His first care was to send over that insolent upstart, Buckingham, to bring Henrietta Maria from Paris to be his Queen; upon which occasion Buckingham — with his usual audacity — made love to the young Queen of Austria, and was very indignant indeed with CARDINAL RICHELIEU, the French Minister, for thwarting his intentions. The English people were very well disposed to like their new Queen, and to receive her with great favour when she came among them as a stranger. But, she held the Protestant religion in great dislike, and brought over a crowd of unpleasant priests, who made her do some very ridiculous things, and forced themselves upon the public notice in many disagreeable ways. Hence, the people soon came to dislike her, and she soon came to dislike them; and she did so much all through this reign in setting the King (who was dotingly fond of her) against his subjects, that it would have been better for him if she had never been born.

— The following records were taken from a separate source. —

use crate::config::NutritionConfig;
use crate::error::NutritionError;
use crate::providers::{LlmProvider, ProviderFactory};
use async_trait::async_trait;
use log::{debug, info, warn};
use std::time::Duration;
use tokio::time::{sleep, timeout};

pub struct FallbackProvider {
    providers: Vec<Box<dyn LlmProvider>>,
    retry_attempts: u32,
    retry_delay_ms: u64,
    timeout: Duration,
}

impl FallbackProvider {
    /// Create a new fallback provider from configuration
    pub fn new(config: &NutritionConfig) -> Result<Self, NutritionError> {
        let timeout = Duration::from_secs(config.timeout);

        if !config.fallback.enabled {
            // If fallback is disabled, just use the default provider
            let default_provider = ProviderFactory::get_default_provider(config)?;
            return Ok(FallbackProvider {
                providers: vec![default_provider],
                retry_attempts: 1,
                retry_delay_ms: 0,
                timeout,
            });
        }

        let mut providers = Vec::new();

        // Create providers in fallback order
        for provider_name in &config.fallback.order {
            if let Some(provider_config) = config.providers.get(provider_name) {
                if provider_config.enabled {
                    match ProviderFactory::create(provider_name, provider_config) {
                        Ok(provider) => {
                            info!("Added '{}' to fallback chain", provider_name);
                            providers.push(provider);
                        }
                        Err(e) => {
                            warn!("Failed to initialize provider '{}': {}", provider_name, e);
                        }
                    }
                }
            } else {
                warn!(
                    "Provider '{}' in fallback order not found in configuration",
                    provider_name
                );
            }
        }

        Self::from_providers(
            providers,
            config.fallback.retry_attempts,
            config.fallback.retry_delay_ms,
        )
        .map(|fallback| fallback.with_timeout(timeout))
    }

    /// Chain already constructed providers, tried in the given order
    pub fn from_providers(
        providers: Vec<Box<dyn LlmProvider>>,
        retry_attempts: u32,
        retry_delay_ms: u64,
    ) -> Result<Self, NutritionError> {
        if providers.is_empty() {
            return Err(NutritionError::ProviderError(
                "No providers available in fallback configuration".to_string(),
            ));
        }

        Ok(FallbackProvider {
            providers,
            retry_attempts: retry_attempts.max(1),
            retry_delay_ms,
            timeout: Duration::from_secs(30),
        })
    }

    /// Bound each individual attempt
    pub fn with_timeout(mut self, timeout: Duration) -> Self {
        self.timeout = timeout;
        self
    }

    /// Try a provider with linear backoff between attempts
    async fn try_provider_with_retry(
        &self,
        provider: &dyn LlmProvider,
        prompt: &str,
    ) -> Result<String, String> {
        let mut last_error = String::new();

        for attempt in 1..=self.retry_attempts {
            debug!(
                "Attempting generation with {} (attempt {}/{})",
                provider.provider_name(),
                attempt,
                self.retry_attempts
            );

            let error_msg = match timeout(self.timeout, provider.generate(prompt)).await {
                Ok(Ok(text)) => {
                    info!("Generated text using {}", provider.provider_name());
                    return Ok(text);
                }
                Ok(Err(e)) => e.to_string(),
                Err(_) => format!("timed out after {:?}", self.timeout),
            };

            warn!(
                "Provider {} failed (attempt {}/{}): {}",
                provider.provider_name(),
                attempt,
                self.retry_attempts,
                error_msg
            );
            last_error = error_msg;

            // Sleep only if we need to retry
            if attempt < self.retry_attempts {
                let delay = Duration::from_millis(self.retry_delay_ms * attempt as u64);
                debug!("Waiting {:?} before retry", delay);
                sleep(delay).await;
            }
        }

        Err(last_error)
    }
}

#[async_trait]
impl LlmProvider for FallbackProvider {
    fn provider_name(&self) -> &str {
        "fallback"
    }

    async fn generate(&self, prompt: &str) -> Result<String, NutritionError> {
        let mut all_errors: Vec<String> = Vec::new();

        for provider in &self.providers {
            match self.try_provider_with_retry(provider.as_ref(), prompt).await {
                Ok(result) => return Ok(result),
                Err(e) => {
                    all_errors.push(format!("{}: {}", provider.provider_name(), e));
                }
            }
        }

        Err(NutritionError::ProviderError(format!(
            "All providers failed:\n{}",
            all_errors.join("\n")
        )))
    }
}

Now, you are to understand that King Charles the First — of his own determination to be a high and mighty King not to be called to account by anybody, and urged on by his Queen besides — deliberately set himself to put his Parliament down and to put himself up. You are also to understand, that even in pursuit of this wrong idea (enough in itself to have ruined any king) he never took a straight course, but always took a crooked one.
He was bent upon war with Spain, though neither the House of Commons nor the people were quite clear as to the justice of that war, now that they began to think a little more about the story of the Spanish match. But the King rushed into it hotly, raised money by illegal means to meet its expenses, and encountered a miserable failure at Cadiz, in the very first year of his reign. An expedition to Cadiz had been made in the hope of plunder, but as it was not successful, it was necessary to get a grant of money from the Parliament; and when they met, in no very complying humour, the, King told them, ‘to make haste to let him have it, or it would be the worse for themselves.’ Not put in a more complying humour by this, they impeached the King’s favourite, the Duke of Buckingham, as the cause (which he undoubtedly was) of many great public grievances and wrongs. The King, to save him, dissolved the Parliament without getting the money he wanted; and when the Lords implored him to consider and grant a little delay, he replied, ‘No, not one minute.’ He then began to raise money for himself by the following means among others.
He levied certain duties called tonnage and poundage which had not been granted by the Parliament, and could lawfully be levied by no other power; he called upon the seaport towns to furnish, and to pay all the cost for three months of, a fleet of armed ships; and he required the people to unite in lending him large sums of money, the repayment of which was very doubtful. If the poor people refused, they were pressed as soldiers or sailors; if the gentry refused, they were sent to prison. Five gentlemen, named SIR THOMAS DARNEL, JOHN CORBET, WALTER EARL, JOHN HEVENINGHAM, and EVERARD HAMPDEN, for refusing were taken up by a warrant of the King’s privy council, and were sent to prison without any cause but the King’s pleasure being stated for their imprisonment. Then the question came to be solemnly tried, whether this was not a violation of Magna Charta, and an encroachment by the King on the highest rights of the English people. His lawyers contended No, because to encroach upon the rights of the English people would be to do wrong, and the King could do no wrong. The accommodating judges decided in favour of this wicked nonsense; and here was a fatal division between the King and the people.